50% of Firms Miss Wellness Gains. 2026 Benchmarks Show Why.
VOI Research

50% of Firms Miss Wellness Gains. 2026 Benchmarks Show Why.

Bodywork at Work8 min read
#workplace wellness benchmarks#VOI framework#wellness program data#employee wellbeing 2026#industry benchmarks

Your company probably has a wellness program. You probably believe it's working. And there's roughly a coin-flip chance you're wrong — not because the program is bad, but because you've never built the measurement framework to know the difference.

That's not an insult. It's the central finding of the EY Global EHS Maturity Study: half of all firms miss measurable wellness gains because they never integrate Value of Investment metrics into long-term strategy. Meanwhile, 79% of organizations believe their wellness investments drive efficiency. The gap between believing and measuring is where value quietly dies.

If that stings, good. You're paying attention. And the fix is more accessible than you think.

The Benchmark Gap: Why Half of All Companies Leave Value on the Table

Let's be direct about what's happening. Most organizations are not failing at wellness because they don't care.
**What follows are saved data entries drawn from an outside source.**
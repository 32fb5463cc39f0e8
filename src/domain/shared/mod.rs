//! Shared domain primitives

pub mod error;
pub mod result;
pub mod value_objects;
//! Signaling wire messages
//!
//! JSON objects exchanged over the relay. Every message carries an `action`
//! field; `Sdp` and `Ice` additionally carry their negotiation payload.

use serde::{Deserialize, Serialize};
use std::fmt;

/// Kind of a session description
#[derive(Debug, Clone, Copy, PartialEq, Eq, Serialize, Deserialize)]
#[serde(rename_all = "lowercase")]
pub enum SdpType {
    Offer,
    Answer,
}

impl fmt::Display for SdpType {
    fn fmt(&self, f: &mut fmt::Formatter<'_>) -> fmt::Result {
        match self {
            SdpType::Offer => write!(f, "offer"),
            SdpType::Answer => write!(f, "answer"),
        }
    }
}

/// A proposed or agreed session description
#[derive(Debug, Clone, PartialEq, Eq, Serialize, Deserialize)]
pub struct SessionDescription {
    #[serde(rename = "type")]
    pub kind: SdpType,
    pub sdp: String,
}

impl SessionDescription {
    pub fn offer(sdp: impl Into<String>) -> Self {
        Self {
            kind: SdpType::Offer,
            sdp: sdp.into(),
        }
    }

    pub fn answer(sdp: impl Into<String>) -> Self {
        Self {
            kind: SdpType::Answer,
            sdp: sdp.into(),
        }
    }
}

/// A trickled ICE candidate, in the browser's JSON shape
#[derive(Debug, Clone, PartialEq, Eq, Serialize, Deserialize)]
pub struct CandidateInit {
    pub candidate: String,
    #[serde(rename = "sdpMid", skip_serializing_if = "Option::is_none")]
    pub sdp_mid: Option<String>,
    #[serde(rename = "sdpMLineIndex", skip_serializing_if = "Option::is_none")]
    pub sdp_mline_index: Option<u16>,
    #[serde(rename = "usernameFragment", skip_serializing_if = "Option::is_none")]
    pub username_fragment: Option<String>,
}

impl CandidateInit {
    pub fn new(candidate: impl Into<String>) -> Self {
        Self {
            candidate: candidate.into(),
            sdp_mid: None,
            sdp_mline_index: None,
            username_fragment: None,
        }
    }
}

/// Signaling message exchanged with the relay
///
/// `Offer` and `Answer` are role assignments from the relay (start a peer
/// connection as offerer or answerer); `Sdp` and `Ice` carry the actual
/// negotiation payloads; `Ping`/`Pong` is the liveness pair.
#[derive(Debug, Clone, PartialEq, Serialize, Deserialize)]
#[serde(tag = "action")]
pub enum SignalMessage {
    Open,
    Close,
    Offer,
    Answer,
    Sdp { sdp: SessionDescription },
    Ice { candidate: CandidateInit },
    Ping,
    Pong,
}

impl SignalMessage {
    /// Short name for logging
    pub fn kind(&self) -> &'static str {
        match self {
            SignalMessage::Open => "Open",
            SignalMessage::Close => "Close",
            SignalMessage::Offer => "Offer",
            SignalMessage::Answer => "Answer",
            SignalMessage::Sdp { .. } => "Sdp",
            SignalMessage::Ice { .. } => "Ice",
            SignalMessage::Ping => "Ping",
            SignalMessage::Pong => "Pong",
        }
    }
}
Leaders are approving budgets, HR teams are launching initiatives, and employees are showing up. The failure point is measurement methodology.

When your only success metric is "Did healthcare claims go down this year?" you're asking one narrow question and ignoring the dozen ways your investment is actually creating — or failing to create — organizational value. It's like measuring a restaurant's success solely by food cost percentage while ignoring whether anyone actually comes back to eat.

50%of firms miss measurable wellness gains because they never track VOI metrics — despite believing their investments work (EY 2026)

The companies in the top half aren't spending dramatically more money. They're spending smarter because they can see where the value lands. That visibility comes from a VOI framework — and in 2026, it's the dividing line between wellness programs that survive budget season and those that don't.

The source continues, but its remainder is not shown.